### [What to do]
Each record below needs to be written out exactly as it appears.

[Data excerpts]
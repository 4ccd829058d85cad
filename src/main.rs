//! Dockyard - layer-cached build-and-bootstrap pipeline
//!
//! CLI entry point that loads configuration and dispatches to subcommands.

use clap::Parser;
use console::style;
use dockyard::cli::commands::{self, ProjectContext};
use dockyard::cli::{Cli, Commands};
use dockyard::config::ConfigManager;
use dockyard::error::{DockyardError, DockyardResult};
use std::path::{Path, PathBuf};
use std::process::ExitCode;
use tracing::debug;
use tracing_subscriber::EnvFilter;

#[tokio::main]
async fn main() -> ExitCode {
    match run().await {
        Ok(()) => ExitCode::SUCCESS,
        Err(e) => {
            eprintln!("{} {}", style("Error:").red().bold(), e);
            if let Some(hint) = e.hint() {
                eprintln!("{} {}", style("Hint:").yellow(), hint);
            }
            ExitCode::from(e.exit_code())
        }
    }
}

async fn run() -> DockyardResult<()> {
    let cli = Cli::parse();
    dockyard::ui::init_theme();

    // Commands that don't need configuration
    match cli.command {
        Commands::Init(args) => {
            init_logging(cli.verbose, false);
            return commands::init(args).await;
        }
        Commands::Completions(args) => return commands::completions(args).await,
        _ => {}
    }

    let project = load_project(&cli).await?;
    init_logging(cli.verbose, project.config.general.log_format == "json");
    debug!("Project directory: {}", project.project_dir.display());

    ConfigManager::ensure_state_dirs().await?;

    match cli.command {
        Commands::Init(_) | Commands::Completions(_) => unreachable!("handled above"),
        Commands::Build(args) => commands::build(args, &project).await,
        Commands::Run(args) => commands::run(args, &project).await,
        Commands::Lock(args) => commands::lock(args, &project).await,
        Commands::Status(args) => commands::status(args, &project).await,
        Commands::Cache(args) => commands::cache(args, &project).await,
        Commands::Config(args) => commands::config(args, &project).await,
    }
}

/// Logging: 0 = warn, 1 = info, 2+ = debug; `RUST_LOG` wins when set
fn init_logging(verbose: u8, json: bool) {
    let default = match verbose {
        0 => "dockyard=warn",
        1 => "dockyard=info",
        _ => "dockyard=debug",
    };
    let filter = EnvFilter::try_from_default_env().unwrap_or_else(|_| EnvFilter::new(default));

    let builder = tracing_subscriber::fmt()
        .with_env_filter(filter)
        .with_target(false)
        .with_writer(std::io::stderr);

    if json {
        builder.json().init();
    } else {
        builder.without_time().init();
    }
}

/// Load global and project configuration, then apply command-line overrides
async fn load_project(cli: &Cli) -> DockyardResult<ProjectContext> {
    let manager = match cli.config {
        Some(ref path) => ConfigManager::with_path(path.clone()),
        None => ConfigManager::new(),
    };

    let cwd = std::env::current_dir()
        .map_err(|e| DockyardError::io("getting current directory", e))?;
    let requested = cli.command.project().map(|p| absolute(&cwd, p));
    let start = requested.clone().unwrap_or_else(|| cwd.clone());

    let local_path = if cli.no_local {
        debug!("Local config discovery disabled (--no-local)");
        None
    } else {
        let found = ConfigManager::find_local_config(&start);
        if let Some(ref path) = found {
            debug!("Found local config: {}", path.display());
        }
        found
    };

    let project_dir = match (requested, &local_path) {
        (Some(dir), _) => dir,
        (None, Some(local)) => local.parent().map(Path::to_path_buf).unwrap_or(cwd),
        (None, None) => cwd,
    };

    let mut config = manager.load_merged(local_path.as_deref()).await?;
    config.resolve_paths(&project_dir);

    if let Commands::Run(ref args) = cli.command {
        if let Some(ref host) = args.host {
            config.service.host = host.clone();
        }
        if let Some(port) = args.port {
            config.service.port = port;
            config.image.expose = port;
        }
        if let Some(ref entry) = args.entry {
            config.service.entry = entry.clone();
        }
        for (key, value) in &args.env {
            config.runtime.env.insert(key.clone(), value.clone());
        }
    }

    // `config` must stay usable to repair an invalid file
    if !matches!(cli.command, Commands::Config(_)) {
        let origin = local_path.clone().unwrap_or_else(|| manager.path().to_path_buf());
        config.validate(&origin)?;
    }

    Ok(ProjectContext {
        config,
        project_dir,
        global_path: manager.path().to_path_buf(),
        local_path,
    })
}

fn absolute(cwd: &Path, path: &Path) -> PathBuf {
    if path.is_absolute() {
        path.to_path_buf()
    } else {
        cwd.join(path)
    }
}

### [Solution to this task]
repository 4ccd829058d85cad
filename src/main.rs
//! Dockyard - layer-cached build-and-bootstrap pipeline
//!
//! CLI entry point that loads configuration and dispatches to subcommands.

use clap::Parser;
use console::style;
use dockyard::cli::commands::{self, ProjectContext};
use dockyard::cli::{Cli, Commands};
use dockyard::config::ConfigManager;
use dockyard::error::{DockyardError, DockyardResult};
use std::path::{Path, PathBuf};
use std::process::ExitCode;
use tracing::debug;
use tracing_subscriber::EnvFilter;

#[tokio::main]
async fn main() -> ExitCode {
    match run().await {
        Ok(()) => ExitCode::SUCCESS,
        Err(e) => {
            eprintln!("{} {}", style("Error:").red().bold(), e);
            if let Some(hint) = e.hint() {
                eprintln!("{} {}", style("Hint:").yellow(), hint);
            }
            ExitCode::from(e.exit_code())
        }
    }
}

async fn run() -> DockyardResult<()> {
    let cli = Cli::parse();
    dockyard::ui::init_theme();

    // Commands that don't need configuration
    match cli.command {
        Commands::Init(args) => {
            init_logging(cli.verbose, false);
            return commands::init(args).await;
        }
        Commands::Completions(args) => return commands::completions(args).await,
        _ => {}
    }

    let project = load_project(&cli).await?;
    init_logging(cli.verbose, project.config.general.log_format == "json");
    debug!("Project directory: {}", project.project_dir.display());

    ConfigManager::ensure_state_dirs().await?;

    match cli.command {
        Commands::Init(_) | Commands::Completions(_) => unreachable!("handled above"),
        Commands::Build(args) => commands::build(args, &project).await,
        Commands::Run(args) => commands::run(args, &project).await,
        Commands::Lock(args) => commands::lock(args, &project).await,
        Commands::Status(args) => commands::status(args, &project).await,
        Commands::Cache(args) => commands::cache(args, &project).await,
        Commands::Config(args) => commands::config(args, &project).await,
    }
}

/// Logging: 0 = warn, 1 = info, 2+ = debug; `RUST_LOG` wins when set
fn init_logging(verbose: u8, json: bool) {
    let default = match verbose {
        0 => "dockyard=warn",
        1 => "dockyard=info",
        _ => "dockyard=debug",
    };
    let filter = EnvFilter::try_from_default_env().unwrap_or_else(|_| EnvFilter::new(default));

    let builder = tracing_subscriber::fmt()
        .with_env_filter(filter)
        .with_target(false)
        .with_writer(std::io::stderr);

    if json {
        builder.json().init();
    } else {
        builder.without_time().init();
    }
}

/// Load global and project configuration, then apply command-line overrides
async fn load_project(cli: &Cli) -> DockyardResult<ProjectContext> {
    let manager = match cli.config {
        Some(ref path) => ConfigManager::with_path(path.clone()),
        None => ConfigManager::new(),
    };

    let cwd = std::env::current_dir()
        .map_err(|e| DockyardError::io("getting current directory", e))?;
    let requested = cli.command.project().map(|p| absolute(&cwd, p));
    let start = requested.clone().unwrap_or_else(|| cwd.clone());

    let local_path = if cli.no_local {
        debug!("Local config discovery disabled (--no-local)");
        None
    } else {
        let found = ConfigManager::find_local_config(&start);
        if let Some(ref path) = found {
            debug!("Found local config: {}", path.display());
        }
        found
    };

    let project_dir = match (requested, &local_path) {
        (Some(dir), _) => dir,
        (None, Some(local)) => local.parent().map(Path::to_path_buf).unwrap_or(cwd),
        (None, None) => cwd,
    };

    let mut config = manager.load_merged(local_path.as_deref()).await?;
    config.resolve_paths(&project_dir);

    if let Commands::Run(ref args) = cli.command {
        if let Some(ref host) = args.host {
            config.service.host = host.clone();
        }
        if let Some(port) = args.port {
            config.service.port = port;
            config.image.expose = port;
        }
        if let Some(ref entry) = args.entry {
            config.service.entry = entry.clone();
        }
        for (key, value) in &args.env {
            config.runtime.env.insert(key.clone(), value.clone());
        }
    }

    // `config` must stay usable to repair an invalid file
    if !matches!(cli.command, Commands::Config(_)) {
        let origin = local_path.clone().unwrap_or_else(|| manager.path().to_path_buf());
        config.validate(&origin)?;
    }

    Ok(ProjectContext {
        config,
        project_dir,
        global_path: manager.path().to_path_buf(),
        local_path,
    })
}

fn absolute(cwd: &Path, path: &Path) -> PathBuf {
    if path.is_absolute() {
        path.to_path_buf()
    } else {
        cwd.join(path)
    }
}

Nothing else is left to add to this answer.